The U.S. Supreme Court made history with its decision to legalize same-sex marriage in every state. However, this landmark decision was far from unanimous, with opposition coming in a variety of forms and ideologies.
Some resistance to this display of unilateral equality stems from a fixation on the antiquated parameters of the marriage institution. However, Justice Clarence Thomas made an interesting, albeit easily misconstrued, case against his fellow Supreme Court justices’ decision in his dissent.
Thomas grappled with the lofty notions of liberty, dignity, and the responsibility of the Supreme Court as an interpreter of the Constitution. His arguments can be hard to follow at times and isolating individual statements such as “Human dignity cannot be taken away by the government,” “Slaves did not lose their dignity,” and “those held in internment camps did not lose their dignity” would lead to a biased view of his dissent as a whole.
The most important idea that can be taken away from Thomas’ musings is the notion of an intangible line separating the intrinsic notions of self-worth and identity from the framework of legislation those concepts are confined to in order to fit the social contract.
In an ideal democracy, the government would serve merely as an executor of a social contract crafted to fit the needs and necessary sacrifices mandated by the will of the population. In today’s society, we see our direct involvement in the legislative process as limited to voting and donating funds. The government has become an entity altogether separate from the constituents it was created to serve.
We now have a beastly bureaucracy that should, in theory, be an extension of the population’s wishes, wielding the power to arbitrarily strip and bestow basic human rights as it sees fit. Thomas speaks of an inalienable and intrinsic notion of liberty and dignity that should exist outside of what is written by humans on pieces of paper, but if this were the case, then how is it that institutions exist that have the ability to imprison and persecute us?Â
Thomas stated that our government lacks the ability to take away dignity, and in a sense, he is correct. A democratic republic that is defined as a separate entity from the population it represents does not have the power to take away or bestow dignity, liberty, or any other inalienable right. It is made up of people. When we are imprisoned, persecuted, and denied basic freedoms, it is at the hands of our fellow man in the form of a conglomerate institution.
This country is not ruled by a faceless monolith. It is ruled by human beings.
The Supreme Court’s decision to legalize same-sex marriage can certainly be considered a victory, but the question is: a victory over whom?

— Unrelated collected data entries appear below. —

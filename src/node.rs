/// One slot of an [`IndexedNodeList`](crate::IndexedNodeList) table.
///
/// A slot is either the head sentinel (slot 0), a live node carrying an
/// element, or a free node waiting to be reused. `None` in a link field is
/// the end-of-chain marker.
#[derive(Clone, Debug, PartialEq, Eq)]
pub struct Node<T> {
    pub(crate) previous: Option<usize>,
    pub(crate) next: Option<usize>, // next live slot, or next free slot while on the free list
    pub(crate) data: Option<T>,
}

impl <T> Node<T> {
    pub(crate) fn sentinel() -> Self {
        return Self {
            previous: None,
            next: None,
            data: None,
        }
    }

    pub(crate) fn live(previous: usize, data: T) -> Self {
        return Self {
            previous: Some(previous),
            next: None,
            data: Some(data),
        }
    }

    pub(crate) fn free(next_free_slot: Option<usize>) -> Self {
        return Self {
            previous: None,
            next: next_free_slot,
            data: None,
        }
    }

    pub fn previous(&self) -> Option<usize> {
        return self.previous
    }

    pub fn next(&self) -> Option<usize> {
        return self.next
    }

    pub fn data(&self) -> Option<&T> {
        return self.data.as_ref()
    }

    pub fn is_live(&self) -> bool {
        return self.data.is_some()
    }
}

If we as human beings have rights that cannot be taken away and live in countries ruled by other human beings who have rights that cannot be taken away, how is it that persecution and inequality can become systemic?

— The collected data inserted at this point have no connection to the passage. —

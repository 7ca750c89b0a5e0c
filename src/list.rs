use std::fmt;
use std::iter::FusedIterator;
use std::mem;
use log::trace;
use crate::error::{Error, Result};
use crate::node::Node;

/// Slot of the head sentinel. Never freed, never reused.
pub const HEAD: usize = 0;

/// A doubly linked list whose nodes live in one growable table and link to
/// each other by slot index.
///
/// Slot 0 always holds the head sentinel. Removed slots are threaded onto a
/// free list through their `next` field and handed out again, most recently
/// freed first, before the table is allowed to grow.
#[derive(Clone, Debug)]
pub struct IndexedNodeList<T> {
    table: Vec<Node<T>>,
    tail: usize,
    first_empty: Option<usize>,
    number_empty: usize,
    size: usize,
}

impl <T> IndexedNodeList<T> {
    pub fn new() -> Self {
        return Self {
            table: vec![Node::sentinel()],
            tail: HEAD,
            first_empty: None,
            number_empty: 0,
            size: 0,
        }
    }

    /// Creates an empty list with room for `num_items` elements before the
    /// table has to reallocate.
    pub fn with_capacity(num_items: usize) -> Self {
        let mut table: Vec<Node<T>> = Vec::with_capacity(num_items.saturating_add(1));
        table.push(Node::sentinel());

        return Self {
            table,
            tail: HEAD,
            first_empty: None,
            number_empty: 0,
            size: 0,
        }
    }

    pub fn len(&self) -> usize {
        return self.size
    }

    pub fn is_empty(&self) -> bool {
        return self.size == 0
    }

    pub fn head(&self) -> usize {
        return HEAD
    }

    pub fn tail(&self) -> usize {
        return self.tail
    }

    pub fn first_empty(&self) -> Option<usize> {
        return self.first_empty
    }

    pub fn number_empty(&self) -> usize {
        return self.number_empty
    }

    /// The raw node table, sentinel and free slots included.
    pub fn table(&self) -> &[Node<T>] {
        return &self.table
    }

    /// Appends `item` after the current tail and returns the slot it landed in.
    pub fn add(&mut self, item: T) -> usize {
        let node: Node<T> = Node::live(self.tail, item);
        let slot: usize = match self.first_empty {
            Some(free_slot) => {
                self.first_empty = self.table[free_slot].next;
                self.number_empty -= 1;
                self.table[free_slot] = node;
                trace!("reusing free slot {free_slot}, {} free slots left", self.number_empty);
                free_slot
            },

            None => {
                self.table.push(node);
                trace!("node table grew to {} slots", self.table.len());
                self.table.len() - 1
            },
        };

        self.table[self.tail].next = Some(slot);
        self.tail = slot;
        self.size += 1;
        return slot
    }

    /// Unlinks the node in `slot`, puts the slot on the free list and returns
    /// its element.
    pub fn remove(&mut self, slot: usize) -> Result<T> {
        self.check_live(slot)?;

        let previous: usize = match self.table[slot].previous {
            Some(previous) => previous,
            None => unreachable!("live slot {slot} has no predecessor"),
        };
        let next: Option<usize> = self.table[slot].next;

        self.table[previous].next = next;
        match next {
            Some(next) => self.table[next].previous = Some(previous),
            None => self.tail = previous,
        }

        let removed: Node<T> = mem::replace(&mut self.table[slot], Node::free(self.first_empty));
        self.first_empty = Some(slot);
        self.number_empty += 1;
        self.size -= 1;

        match removed.data {
            Some(item) => return Ok(item),
            None => unreachable!("live slot {slot} held no element"),
        }
    }

    pub fn get(&self, slot: usize) -> Result<&T> {
        self.check_live(slot)?;
        match &self.table[slot].data {
            Some(item) => return Ok(item),
            None => unreachable!(),
        }
    }

    pub fn get_mut(&mut self, slot: usize) -> Result<&mut T> {
        self.check_live(slot)?;
        match &mut self.table[slot].data {
            Some(item) => return Ok(item),
            None => unreachable!(),
        }
    }

    pub fn front(&self) -> Option<&T> {
        return self.table[HEAD].next.and_then(|slot: usize| self.table[slot].data.as_ref())
    }

    pub fn back(&self) -> Option<&T> {
        return self.table[self.tail].data.as_ref()
    }

    /// Elements in list order.
    pub fn iter(&self) -> Iter<'_, T> {
        return Iter::new(self.slots())
    }

    /// Elements in list order, paired with the slot each one occupies.
    pub fn slots(&self) -> Slots<'_, T> {
        return Slots::new(&self.table, self.size)
    }

    pub fn for_each_mut<F: FnMut(&mut T)>(&mut self, mut f: F) {
        let mut cursor: Option<usize> = self.table[HEAD].next;
        while let Some(slot) = cursor {
            let node: &mut Node<T> = &mut self.table[slot];
            cursor = node.next;
            if let Some(item) = node.data.as_mut() {
                f(item);
            }
        }
    }

    /// Logical position of the first element equal to `item`.
    pub fn position(&self, item: &T) -> Option<usize>
    where
        T: PartialEq,
    {
        return self.iter().position(|candidate: &T| candidate == item)
    }

    pub fn contains(&self, item: &T) -> bool
    where
        T: PartialEq,
    {
        return self.position(item).is_some()
    }

    /// Drops every element and shrinks the table back to the sentinel.
    pub fn clear(&mut self) {
        self.table.truncate(1);
        self.table[HEAD] = Node::sentinel();
        self.tail = HEAD;
        self.first_empty = None;
        self.number_empty = 0;
        self.size = 0;
    }

    /// Rebuilds the table in list order without free slots. Afterwards the
    /// `k`-th element sits in slot `k + 1`, so previously handed out slots
    /// are no longer valid.
    pub fn compact(&mut self) {
        let old_num_slots: usize = self.table.len();
        let mut table: Vec<Node<T>> = Vec::with_capacity(self.size + 1);
        table.push(Node::sentinel());

        let mut cursor: Option<usize> = self.table[HEAD].next;
        while let Some(slot) = cursor {
            let node: &mut Node<T> = &mut self.table[slot];
            cursor = node.next;

            let new_slot: usize = table.len();
            table[new_slot - 1].next = Some(new_slot);
            table.push(Node {
                previous: Some(new_slot - 1),
                next: None,
                data: node.data.take(),
            });
        }

        self.tail = table.len() - 1;
        self.table = table;
        self.first_empty = None;
        self.number_empty = 0;
        trace!("compacted node table from {old_num_slots} to {} slots", self.table.len());
    }

    fn check_live(&self, slot: usize) -> Result<()> {
        if slot == HEAD {
            return Err(Error::SentinelSlot)
        }

        match self.table.get(slot) {
            None => return Err(Error::SlotOutOfRange { slot, table_len: self.table.len() }),
            Some(node) if !node.is_live() => return Err(Error::SlotNotLive { slot }),
            Some(_) => return Ok(()),
        }
    }
}

impl <T> Default for IndexedNodeList<T> {
    fn default() -> Self {
        return Self::new()
    }
}

impl <T> Extend<T> for IndexedNodeList<T> {
    fn extend<I: IntoIterator<Item = T>>(&mut self, iter: I) {
        for item in iter {
            self.add(item);
        }
    }
}

impl <T> FromIterator<T> for IndexedNodeList<T> {
    fn from_iter<I: IntoIterator<Item = T>>(iter: I) -> Self {
        let mut list: Self = Self::new();
        list.extend(iter);
        return list
    }
}

impl <'a, T> IntoIterator for &'a IndexedNodeList<T> {
    type Item = &'a T;
    type IntoIter = Iter<'a, T>;

    fn into_iter(self) -> Iter<'a, T> {
        return self.iter()
    }
}

impl <T: fmt::Display> fmt::Display for IndexedNodeList<T> {
    fn fmt(&self, f: &mut fmt::Formatter<'_>) -> fmt::Result {
        f.write_str("[ ")?;
        for item in self.iter() {
            write!(f, "{item} ")?;
        }
        return f.write_str("]")
    }
}

#[derive(Clone, Debug)]
pub struct Slots<'a, T> {
    table: &'a [Node<T>],
    cursor: Option<usize>,
    remaining: usize,
}

impl <'a, T> Slots<'a, T> {
    fn new(table: &'a [Node<T>], num_items: usize) -> Self {
        return Self {
            table,
            cursor: table[HEAD].next,
            remaining: num_items,
        }
    }
}

impl <'a, T> Iterator for Slots<'a, T> {
    type Item = (usize, &'a T);

    fn next(&mut self) -> Option<Self::Item> {
        let slot: usize = self.cursor?;
        let node: &'a Node<T> = &self.table[slot];
        self.cursor = node.next;
        self.remaining -= 1;
        match &node.data {
            Some(item) => return Some((slot, item)),
            None => unreachable!("free slot {slot} is linked into the list"),
        }
    }

    fn size_hint(&self) -> (usize, Option<usize>) {
        return (self.remaining, Some(self.remaining))
    }
}

impl <T> ExactSizeIterator for Slots<'_, T> {}

impl <T> FusedIterator for Slots<'_, T> {}

#[derive(Clone, Debug)]
pub struct Iter<'a, T> {
    inner: Slots<'a, T>,
}

impl <'a, T> Iter<'a, T> {
    fn new(inner: Slots<'a, T>) -> Self {
        return Self { inner }
    }
}

impl <'a, T> Iterator for Iter<'a, T> {
    type Item = &'a T;

    fn next(&mut self) -> Option<Self::Item> {
        return self.inner.next().map(|(_, item)| item)
    }

    fn size_hint(&self) -> (usize, Option<usize>) {
        return self.inner.size_hint()
    }
}

impl <T> ExactSizeIterator for Iter<'_, T> {}

impl <T> FusedIterator for Iter<'_, T> {}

This Supreme Court decision has pointed out that we as a human collective have the power to overturn restrictions and limitations placed on ourselves and other members of our society. This ruling should not be viewed as a victory over a restrictive institution but rather a victory over the preconceived notion that our will and desires exist separately from the institution put in place.
The government only wields the amount of power we as the constituency allocate it, because at the most basic level, we are the government. The responsibility of ensuring equality for every man and woman should not be left to the government because it is not responsible for inequality.